*PROBLEM TO WORK ON*:
Search the records for the string "seen" and copy every line where it turns up.

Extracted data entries
--

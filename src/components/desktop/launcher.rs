//! Application launcher overlay.
//!
//! A searchable grid of portfolio shortcuts. Picking one runs its command in
//! the primary terminal and closes the overlay.

use icondata::Icon as IconData;
use leptos::prelude::CollectView;
use leptos::{ev, prelude::*};
use leptos_icons::Icon;
use termfolio_core::LauncherEntry;
use termfolio_core::launcher;

use crate::app::DesktopContext;
use crate::components::icons as ic;

stylance::import_crate_style!(css, "src/components/desktop/launcher.module.css");

fn entry_icon(entry: &LauncherEntry) -> IconData {
    match entry.command {
        "about" => ic::USER,
        "projects" => ic::FOLDER,
        "resume" => ic::FILE_TEXT,
        "contact" => ic::MAIL,
        "help" => ic::LIST,
        _ => ic::TERMINAL,
    }
}

/// Launcher overlay, shown while `open` is set.
#[component]
pub fn AppLauncher(open: RwSignal<bool>) -> impl IntoView {
    let ctx = use_context::<DesktopContext>().expect("DesktopContext must be provided at root");
    let query = RwSignal::new(String::new());
    let search_ref = NodeRef::<leptos::html::Input>::new();

    let close = move || {
        open.set(false);
        query.set(String::new());
    };

    // Search box takes focus whenever the overlay opens
    Effect::new(move || {
        if open.get()
            && let Some(input) = search_ref.get()
        {
            let _ = input.focus();
        }
    });

    let handle_keydown = move |ev: ev::KeyboardEvent| {
        match ev.key().as_str() {
            "Escape" => close(),
            "Enter" => {
                if let Some(first) = launcher::search(&query.get_untracked()).first() {
                    ctx.launch(first.command);
                    close();
                }
            }
            _ => {}
        }
    };

    let grid = move || {
        let entries = launcher::search(&query.get());
        if entries.is_empty() {
            return view! { <div class=css::empty>"No applications found"</div> }.into_any();
        }
        view! {
            <div class=css::grid>
                {entries
                    .into_iter()
                    .map(move |entry| {
                        let command = entry.command;
                        view! {
                            <button
                                class=css::entry
                                title=command
                                on:click=move |_| {
                                    ctx.launch(command);
                                    close();
                                }
                            >
                                <span class=css::entryIcon><Icon icon=entry_icon(entry) /></span>
                                <span class=css::entryName>{entry.name}</span>
                                <span class=css::entryCategory>{entry.category}</span>
                            </button>
                        }
                    })
                    .collect_view()}
            </div>
        }
        .into_any()
    };

    view! {
        <Show when=move || open.get()>
            <div class=css::backdrop on:click=move |_| close()>
                <div class=css::dialog on:click=|ev: ev::MouseEvent| ev.stop_propagation()>
                    <div class=css::header>
                        <h2 class=css::heading>"Application Launcher"</h2>
                        <button class=css::closeButton title="Close launcher" on:click=move |_| close()>
                            <Icon icon=ic::CLOSE />
                        </button>
                    </div>
                    <div class=css::searchRow>
                        <span class=css::searchIcon><Icon icon=ic::SEARCH /></span>
                        <input
                            node_ref=search_ref
                            type="text"
                            class=css::search
                            placeholder="Search applications..."
                            autocomplete="off"
                            prop:value=move || query.get()
                            on:input=move |ev| query.set(event_target_value(&ev))
                            on:keydown=handle_keydown
                        />
                    </div>
                    {grid}
                </div>
            </div>
        </Show>
    }
}
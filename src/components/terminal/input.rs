//! Terminal input component with tab completion, history navigation and
//! ghost text hints.
//!
//! The input value lives in the session; this component only forwards edit
//! and key events to the desktop and mirrors the session back into the DOM.

use leptos::prelude::CollectView;
use leptos::{ev, prelude::*};
use termfolio_core::{Completion, HistoryDirection, Selection, WindowId};
use wasm_bindgen::JsCast;

use super::caret;
use crate::app::DesktopContext;
use crate::config::SHOW_LIVE_SUGGESTIONS;

stylance::import_crate_style!(css, "src/components/terminal/input.module.css");

/// DOM id of the input element of window `id`.
pub fn input_element_id(id: WindowId) -> String {
    format!("terminal-input-{}", id)
}

/// Terminal input line for window `id`.
#[component]
pub fn Input(id: WindowId) -> impl IntoView {
    let ctx = use_context::<DesktopContext>().expect("DesktopContext must be provided at root");
    let desktop = ctx.desktop;
    let input_ref = NodeRef::<leptos::html::Input>::new();

    // Candidates surfaced by Tab, cleared on the next edit
    let tab_candidates = RwSignal::new(Vec::<String>::new());

    let value = Memo::new(move |_| {
        desktop.with(|d| {
            d.window(id)
                .map(|w| w.session().current_input().to_string())
                .unwrap_or_default()
        })
    });
    let prompt = Memo::new(move |_| {
        desktop.with(|d| {
            d.window(id)
                .map(|w| w.session().prompt().to_string())
                .unwrap_or_default()
        })
    });
    let active = Memo::new(move |_| desktop.with(|d| d.accepts_keyboard(id)));
    let hint = Memo::new(move |_| desktop.with(|d| d.hint(id)));
    let suggestions = Memo::new(move |_| {
        let tabbed = tab_candidates.get();
        if !tabbed.is_empty() {
            return tabbed;
        }
        if SHOW_LIVE_SUGGESTIONS {
            desktop.with(|d| d.live_suggestions(id))
        } else {
            Vec::new()
        }
    });

    // Focus follows the active window
    Effect::new(move || {
        if active.get()
            && let Some(input) = input_ref.get()
        {
            let _ = input.focus();
        }
    });

    // Caret moves run after the new value has been rendered
    let caret_after_render = move |chars: Option<usize>| {
        request_animation_frame(move || {
            if let Some(input) = input_ref.get_untracked() {
                let at = chars.unwrap_or_else(|| input.value().chars().count());
                caret::place_caret(&input, at);
            }
        });
    };

    let handle_tab = move || {
        let Some(input) = input_ref.get_untracked() else {
            return;
        };
        match ctx.complete(id, caret::selection_of(&input)) {
            Completion::Replaced { caret, .. } => {
                tab_candidates.set(Vec::new());
                caret_after_render(Some(caret));
            }
            Completion::Candidates(list) => tab_candidates.set(list),
            Completion::NoOp => {}
        }
    };

    // ArrowRight at the end of the line accepts the ghost text
    let accept_hint = move || -> bool {
        let Some(input) = input_ref.get_untracked() else {
            return false;
        };
        let current = input.value();
        let at_end = caret::selection_of(&input) == Selection::end_of(&current);
        match hint.get_untracked() {
            Some(rest) if at_end && !rest.is_empty() => {
                ctx.set_input(id, &format!("{}{}", current, rest));
                caret_after_render(None);
                true
            }
            _ => false,
        }
    };

    let handle_keydown = move |ev: ev::KeyboardEvent| match ev.key().as_str() {
        "Tab" => {
            ev.prevent_default();
            handle_tab();
        }
        "Enter" => {
            tab_candidates.set(Vec::new());
            ctx.submit(id, &value.get_untracked());
        }
        "ArrowUp" => {
            ev.prevent_default();
            tab_candidates.set(Vec::new());
            ctx.navigate_history(id, HistoryDirection::Up);
            caret_after_render(None);
        }
        "ArrowDown" => {
            ev.prevent_default();
            tab_candidates.set(Vec::new());
            ctx.navigate_history(id, HistoryDirection::Down);
            caret_after_render(None);
        }
        "ArrowRight" => {
            if accept_hint() {
                ev.prevent_default();
            }
        }
        "c" if ev.ctrl_key() => {
            tab_candidates.set(Vec::new());
            ctx.set_input(id, "");
        }
        "l" if ev.ctrl_key() => {
            ev.prevent_default();
            tab_candidates.set(Vec::new());
            ctx.submit(id, "clear");
        }
        "Escape" => tab_candidates.set(Vec::new()),
        _ => {}
    };

    let handle_input = move |ev: ev::Event| {
        let Some(target) = ev.target() else { return };
        let input = target.unchecked_into::<web_sys::HtmlInputElement>();
        tab_candidates.set(Vec::new());
        ctx.set_input(id, &input.value());
    };

    let suggestions_view = move || {
        let list = suggestions.get();
        (!list.is_empty()).then(|| {
            view! {
                <div class=css::suggestions>
                    {list
                        .into_iter()
                        .map(|s| view! { <span class=css::suggestion>{s}</span> })
                        .collect_view()}
                </div>
            }
        })
    };

    view! {
        <div class=css::inputWrapper>
            <div class=css::line>
                <span class=format!("{} glow", css::prompt)>{prompt}</span>
                <div class=css::field>
                    // Ghost text overlay (shows input value + hint)
                    <div class=css::ghostOverlay>
                        <span class=css::ghostText>{value}</span>
                        <span class=css::ghostHint>
                            {move || hint.get().unwrap_or_default()}
                        </span>
                    </div>
                    <input
                        node_ref=input_ref
                        id=input_element_id(id)
                        type="text"
                        class=css::input
                        autocomplete="off"
                        spellcheck="false"
                        prop:value=value
                        on:input=handle_input
                        on:keydown=handle_keydown
                    />
                </div>
            </div>

            {suggestions_view}
        </div>
    }
}
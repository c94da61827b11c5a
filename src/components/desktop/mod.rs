mod launcher;
mod screen;
mod taskbar;
mod theme_switcher;
mod window;

pub use launcher::AppLauncher;
pub use screen::DesktopView;
pub use taskbar::Taskbar;
pub use theme_switcher::ThemeSwitcher;
pub use window::TerminalWindowView;
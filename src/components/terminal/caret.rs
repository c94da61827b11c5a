//! Caret bookkeeping between the DOM and the core.
//!
//! `HTMLInputElement` reports selection offsets in UTF-16 code units; the
//! core completes on character offsets.

use termfolio_core::Selection;

/// Character offset of the UTF-16 offset `units` in `value`.
pub fn chars_from_utf16(value: &str, units: u32) -> usize {
    let mut seen = 0u32;
    for (i, c) in value.chars().enumerate() {
        if seen >= units {
            return i;
        }
        seen += c.len_utf16() as u32;
    }
    value.chars().count()
}

/// UTF-16 offset of the character offset `chars` in `value`.
pub fn utf16_from_chars(value: &str, chars: usize) -> u32 {
    value
        .chars()
        .take(chars)
        .map(|c| c.len_utf16() as u32)
        .sum()
}

/// Current selection of `input`, in characters.
pub fn selection_of(input: &web_sys::HtmlInputElement) -> Selection {
    let value = input.value();
    let start = input.selection_start().ok().flatten();
    let end = input.selection_end().ok().flatten();
    match (start, end) {
        (Some(start), Some(end)) => Selection {
            start: chars_from_utf16(&value, start),
            end: chars_from_utf16(&value, end),
        },
        _ => Selection::end_of(&value),
    }
}

/// Place the caret of `input` at character offset `chars`.
pub fn place_caret(input: &web_sys::HtmlInputElement, chars: usize) {
    let at = utf16_from_chars(&input.value(), chars);
    let _ = input.set_selection_range(at, at);
}

#[cfg(test)]
mod tests {
    use super::*;

    #[test]
    fn test_ascii_offsets_match() {
        assert_eq!(chars_from_utf16("help", 2), 2);
        assert_eq!(utf16_from_chars("help", 4), 4);
    }

    #[test]
    fn test_astral_chars_take_two_units() {
        let value = "a🦀b";
        assert_eq!(utf16_from_chars(value, 2), 3);
        assert_eq!(chars_from_utf16(value, 3), 2);
        assert_eq!(chars_from_utf16(value, 99), 3);
    }
}
//! DOM and Web API utility functions.
//!
//! Provides safe, consistent access to browser APIs with proper error handling.

use termfolio_core::{Millis, Viewport};
use wasm_bindgen::JsCast;
use web_sys::{Storage, Window};

/// Get the browser window object.
#[inline]
pub fn window() -> Option<Window> {
    web_sys::window()
}

/// Get localStorage.
#[inline]
pub fn local_storage() -> Option<Storage> {
    window()?.local_storage().ok()?
}

/// Current wall-clock time in milliseconds since the epoch.
#[inline]
pub fn now() -> Millis {
    js_sys::Date::now() as Millis
}

/// Current inner size of the browser window.
///
/// Falls back to a zero-sized viewport outside a browser, which the layout
/// treats as compact.
pub fn viewport() -> Viewport {
    let Some(window) = window() else {
        return Viewport::new(0, 0);
    };
    let dim = |v: Result<wasm_bindgen::JsValue, _>| {
        v.ok().and_then(|v| v.as_f64()).unwrap_or(0.0) as i32
    };
    Viewport::new(dim(window.inner_width()), dim(window.inner_height()))
}

/// Focus an element by CSS selector.
///
/// Returns `true` if the element was found and focused successfully.
pub fn focus_element(selector: &str) -> bool {
    if let Some(window) = window()
        && let Some(document) = window.document()
        && let Some(element) = document.query_selector(selector).ok().flatten()
        && let Ok(html_element) = element.dyn_into::<web_sys::HtmlElement>()
    {
        html_element.focus().is_ok()
    } else {
        false
    }
}

/// Set a CSS custom property on the document root.
pub fn set_root_property(name: &str, value: &str) {
    if let Some(document) = window().and_then(|w| w.document())
        && let Some(root) = document.document_element()
        && let Ok(root) = root.dyn_into::<web_sys::HtmlElement>()
    {
        let _ = root.style().set_property(name, value);
    }
}

/// Reload the page.
pub fn reload() {
    if let Some(window) = window() {
        let _ = window.location().reload();
    }
}
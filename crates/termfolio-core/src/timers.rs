//! Cancellable, owner-tagged scheduled tasks.
//!
//! The core never sleeps or registers callbacks. Delayed transitions (fades,
//! the exit grace period) are queued here with a deadline and fired by the
//! owner when it is told the current time. Every task belongs to an owner so
//! tearing the owner down can cancel all of its pending work at once.

/// Milliseconds on the caller's clock.
pub type Millis = u64;

/// Handle for a single scheduled task.
#[derive(Clone, Copy, Debug, PartialEq, Eq, Hash, PartialOrd, Ord)]
pub struct TimerId(u64);

#[derive(Debug)]
struct Entry<O, T> {
    id: TimerId,
    owner: O,
    due: Millis,
    task: T,
}

/// Pending tasks ordered by deadline, then by scheduling order.
#[derive(Debug)]
pub struct TimerQueue<O, T> {
    entries: Vec<Entry<O, T>>,
    next_id: u64,
}

impl<O: PartialEq + Copy, T> TimerQueue<O, T> {
    pub fn new() -> Self {
        Self {
            entries: Vec::new(),
            next_id: 0,
        }
    }

    /// Queue `task` to fire `delay` ms after `now`.
    pub fn schedule(&mut self, owner: O, task: T, now: Millis, delay: Millis) -> TimerId {
        let id = TimerId(self.next_id);
        self.next_id += 1;
        self.entries.push(Entry {
            id,
            owner,
            due: now.saturating_add(delay),
            task,
        });
        id
    }

    /// Cancel one task. Returns `false` if it already fired or was cancelled.
    pub fn cancel(&mut self, id: TimerId) -> bool {
        let before = self.entries.len();
        self.entries.retain(|e| e.id != id);
        self.entries.len() != before
    }

    /// Cancel every pending task of `owner`, returning how many were dropped.
    pub fn cancel_owner(&mut self, owner: O) -> usize {
        self.cancel_matching(owner, |_| true)
    }

    /// Cancel the pending tasks of `owner` selected by `pred`.
    pub fn cancel_matching(&mut self, owner: O, pred: impl Fn(&T) -> bool) -> usize {
        let before = self.entries.len();
        self.entries.retain(|e| !(e.owner == owner && pred(&e.task)));
        before - self.entries.len()
    }

    /// Remove and return every task due at or before `now`, in firing order.
    pub fn take_due(&mut self, now: Millis) -> Vec<(O, T)> {
        let (mut due, pending): (Vec<_>, Vec<_>) =
            self.entries.drain(..).partition(|e| e.due <= now);
        self.entries = pending;
        due.sort_by_key(|e| (e.due, e.id));
        due.into_iter().map(|e| (e.owner, e.task)).collect()
    }

    /// Earliest pending deadline, if any.
    pub fn next_due(&self) -> Option<Millis> {
        self.entries.iter().map(|e| e.due).min()
    }

    pub fn has_pending(&self, owner: O) -> bool {
        self.entries.iter().any(|e| e.owner == owner)
    }

    #[inline]
    pub fn len(&self) -> usize {
        self.entries.len()
    }

    #[inline]
    pub fn is_empty(&self) -> bool {
        self.entries.is_empty()
    }
}

impl<O: PartialEq + Copy, T> Default for TimerQueue<O, T> {
    fn default() -> Self {
        Self::new()
    }
}

#[cfg(test)]
mod tests {
    use super::*;

    #[test]
    fn test_fires_in_deadline_order() {
        let mut q = TimerQueue::new();
        q.schedule(1, "late", 0, 300);
        q.schedule(2, "early", 0, 100);
        q.schedule(1, "tie", 0, 100);

        assert!(q.take_due(99).is_empty());
        assert_eq!(q.take_due(100), vec![(2, "early"), (1, "tie")]);
        assert_eq!(q.next_due(), Some(300));
        assert_eq!(q.take_due(1000), vec![(1, "late")]);
        assert!(q.is_empty());
    }

    #[test]
    fn test_cancel_single() {
        let mut q = TimerQueue::new();
        let id = q.schedule(1, "a", 0, 10);
        assert!(q.cancel(id));
        assert!(!q.cancel(id));
        assert!(q.take_due(100).is_empty());
    }

    #[test]
    fn test_cancel_owner_leaves_others() {
        let mut q = TimerQueue::new();
        q.schedule(1, "a", 0, 10);
        q.schedule(1, "b", 0, 20);
        q.schedule(2, "c", 0, 30);

        assert_eq!(q.cancel_owner(1), 2);
        assert!(!q.has_pending(1));
        assert_eq!(q.take_due(100), vec![(2, "c")]);
    }

    #[test]
    fn test_cancel_matching() {
        let mut q = TimerQueue::new();
        q.schedule(1, "fade", 0, 10);
        q.schedule(1, "exit", 0, 20);

        assert_eq!(q.cancel_matching(1, |t| *t == "fade"), 1);
        assert_eq!(q.len(), 1);
    }

    #[test]
    fn test_deadline_saturates() {
        let mut q = TimerQueue::new();
        q.schedule(1, "x", Millis::MAX, 10);
        assert_eq!(q.next_due(), Some(Millis::MAX));
    }
}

--

*ANSWER FOR THIS EXERCISE*:
    let mut seen = 0u32;
        if seen >= units {
        seen += c.len_utf16() as u32;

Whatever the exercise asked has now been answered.